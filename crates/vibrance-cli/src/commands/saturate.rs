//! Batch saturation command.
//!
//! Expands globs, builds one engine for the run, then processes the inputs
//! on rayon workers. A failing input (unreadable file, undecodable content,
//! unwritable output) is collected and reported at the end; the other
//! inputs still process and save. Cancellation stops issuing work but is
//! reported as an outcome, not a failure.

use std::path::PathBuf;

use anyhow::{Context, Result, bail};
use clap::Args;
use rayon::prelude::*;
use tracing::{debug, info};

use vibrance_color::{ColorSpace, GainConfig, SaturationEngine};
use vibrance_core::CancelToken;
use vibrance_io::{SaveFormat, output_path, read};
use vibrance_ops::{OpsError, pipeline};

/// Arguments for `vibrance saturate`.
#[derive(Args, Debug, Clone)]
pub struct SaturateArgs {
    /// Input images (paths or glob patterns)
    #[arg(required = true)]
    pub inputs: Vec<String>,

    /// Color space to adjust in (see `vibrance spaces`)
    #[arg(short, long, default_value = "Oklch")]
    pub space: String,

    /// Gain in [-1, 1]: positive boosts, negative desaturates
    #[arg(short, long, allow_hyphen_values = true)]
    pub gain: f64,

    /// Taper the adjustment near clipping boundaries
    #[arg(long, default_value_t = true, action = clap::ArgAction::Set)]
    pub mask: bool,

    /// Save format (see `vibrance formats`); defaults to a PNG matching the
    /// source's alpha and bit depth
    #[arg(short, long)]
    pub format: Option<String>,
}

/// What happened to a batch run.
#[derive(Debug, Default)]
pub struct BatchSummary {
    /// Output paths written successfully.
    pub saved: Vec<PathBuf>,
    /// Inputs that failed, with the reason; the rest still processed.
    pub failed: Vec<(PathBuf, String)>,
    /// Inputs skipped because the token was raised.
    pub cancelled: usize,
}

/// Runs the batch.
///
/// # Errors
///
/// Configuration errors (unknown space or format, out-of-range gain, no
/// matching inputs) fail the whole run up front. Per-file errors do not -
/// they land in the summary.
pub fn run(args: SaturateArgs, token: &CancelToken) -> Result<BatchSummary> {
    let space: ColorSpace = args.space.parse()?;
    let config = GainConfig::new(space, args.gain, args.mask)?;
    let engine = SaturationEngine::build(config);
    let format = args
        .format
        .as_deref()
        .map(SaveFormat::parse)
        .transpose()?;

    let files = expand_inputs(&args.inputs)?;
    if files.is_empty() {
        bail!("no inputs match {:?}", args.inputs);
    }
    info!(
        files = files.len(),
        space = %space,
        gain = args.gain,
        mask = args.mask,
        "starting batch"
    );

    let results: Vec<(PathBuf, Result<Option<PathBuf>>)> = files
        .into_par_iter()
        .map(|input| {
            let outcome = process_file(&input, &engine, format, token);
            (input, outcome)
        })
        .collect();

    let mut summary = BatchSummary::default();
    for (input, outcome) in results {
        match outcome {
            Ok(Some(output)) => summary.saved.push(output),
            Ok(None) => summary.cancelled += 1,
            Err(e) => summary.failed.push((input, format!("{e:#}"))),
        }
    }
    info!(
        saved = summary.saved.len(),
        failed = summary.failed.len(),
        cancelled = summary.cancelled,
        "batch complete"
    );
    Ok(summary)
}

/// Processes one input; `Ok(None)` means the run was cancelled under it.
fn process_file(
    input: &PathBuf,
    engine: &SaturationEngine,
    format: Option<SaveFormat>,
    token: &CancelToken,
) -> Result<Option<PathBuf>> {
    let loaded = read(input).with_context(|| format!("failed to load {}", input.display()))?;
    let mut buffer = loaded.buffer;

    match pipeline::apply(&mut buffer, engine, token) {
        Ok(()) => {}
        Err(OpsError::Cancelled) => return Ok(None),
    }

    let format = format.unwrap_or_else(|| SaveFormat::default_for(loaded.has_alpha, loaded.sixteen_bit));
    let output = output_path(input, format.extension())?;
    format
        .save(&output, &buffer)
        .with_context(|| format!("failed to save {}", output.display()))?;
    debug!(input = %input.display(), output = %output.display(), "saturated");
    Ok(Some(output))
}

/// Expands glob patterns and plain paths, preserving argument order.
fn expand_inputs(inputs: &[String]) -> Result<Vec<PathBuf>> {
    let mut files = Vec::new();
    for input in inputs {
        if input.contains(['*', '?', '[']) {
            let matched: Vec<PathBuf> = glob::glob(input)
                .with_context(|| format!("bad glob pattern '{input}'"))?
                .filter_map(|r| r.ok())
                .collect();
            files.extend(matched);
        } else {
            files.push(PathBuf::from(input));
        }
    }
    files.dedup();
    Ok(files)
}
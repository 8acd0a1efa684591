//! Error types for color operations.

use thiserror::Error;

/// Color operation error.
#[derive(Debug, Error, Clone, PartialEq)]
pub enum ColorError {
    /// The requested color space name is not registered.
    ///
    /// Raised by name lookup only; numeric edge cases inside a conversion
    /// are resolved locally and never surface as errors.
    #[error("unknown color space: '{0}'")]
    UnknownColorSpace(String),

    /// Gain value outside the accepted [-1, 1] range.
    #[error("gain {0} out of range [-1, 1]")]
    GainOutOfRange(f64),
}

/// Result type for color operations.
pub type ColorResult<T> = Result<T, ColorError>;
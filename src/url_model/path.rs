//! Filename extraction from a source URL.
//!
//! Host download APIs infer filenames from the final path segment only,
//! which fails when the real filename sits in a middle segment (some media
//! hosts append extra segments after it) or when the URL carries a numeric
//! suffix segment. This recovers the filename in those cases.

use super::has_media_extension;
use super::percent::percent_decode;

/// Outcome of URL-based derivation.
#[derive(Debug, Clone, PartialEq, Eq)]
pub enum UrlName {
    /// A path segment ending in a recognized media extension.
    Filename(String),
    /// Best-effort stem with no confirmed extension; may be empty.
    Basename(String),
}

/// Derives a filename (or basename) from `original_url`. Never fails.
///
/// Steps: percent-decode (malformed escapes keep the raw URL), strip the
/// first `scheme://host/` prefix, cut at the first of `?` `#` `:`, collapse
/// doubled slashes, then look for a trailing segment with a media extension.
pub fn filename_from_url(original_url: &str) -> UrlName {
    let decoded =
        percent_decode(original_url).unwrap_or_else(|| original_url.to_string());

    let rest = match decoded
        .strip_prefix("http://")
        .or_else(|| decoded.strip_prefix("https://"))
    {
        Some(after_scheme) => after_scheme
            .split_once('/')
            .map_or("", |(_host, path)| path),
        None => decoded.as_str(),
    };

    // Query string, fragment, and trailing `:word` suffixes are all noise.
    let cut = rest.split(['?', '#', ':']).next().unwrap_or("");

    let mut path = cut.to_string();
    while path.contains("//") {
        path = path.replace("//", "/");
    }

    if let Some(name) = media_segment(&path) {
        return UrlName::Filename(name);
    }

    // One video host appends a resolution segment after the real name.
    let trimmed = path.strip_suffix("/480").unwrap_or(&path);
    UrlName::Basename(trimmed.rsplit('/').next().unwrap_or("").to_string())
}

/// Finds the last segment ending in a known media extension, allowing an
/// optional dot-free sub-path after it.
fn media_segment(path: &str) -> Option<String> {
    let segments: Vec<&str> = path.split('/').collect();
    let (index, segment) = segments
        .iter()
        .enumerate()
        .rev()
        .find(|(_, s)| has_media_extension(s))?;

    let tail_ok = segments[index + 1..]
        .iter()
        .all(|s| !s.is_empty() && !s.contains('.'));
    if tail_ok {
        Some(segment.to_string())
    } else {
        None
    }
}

=====

• **Instructions for the task**: For the lines above, output exactly those from the line containing "pub struct SaturateArgs" through the line containing "rest still processed.", and skip the others.

• **Output for this task**:
pub struct SaturateArgs {
    /// Input images (paths or glob patterns)
    #[arg(required = true)]
    pub inputs: Vec<String>,

    /// Color space to adjust in (see `vibrance spaces`)
    #[arg(short, long, default_value = "Oklch")]
    pub space: String,

    /// Gain in [-1, 1]: positive boosts, negative desaturates
    #[arg(short, long, allow_hyphen_values = true)]
    pub gain: f64,

    /// Taper the adjustment near clipping boundaries
    #[arg(long, default_value_t = true, action = clap::ArgAction::Set)]
    pub mask: bool,

    /// Save format (see `vibrance formats`); defaults to a PNG matching the
    /// source's alpha and bit depth
    #[arg(short, long)]
    pub format: Option<String>,
}

/// What happened to a batch run.
#[derive(Debug, Default)]
pub struct BatchSummary {
    /// Output paths written successfully.
    pub saved: Vec<PathBuf>,
    /// Inputs that failed, with the reason; the rest still processed.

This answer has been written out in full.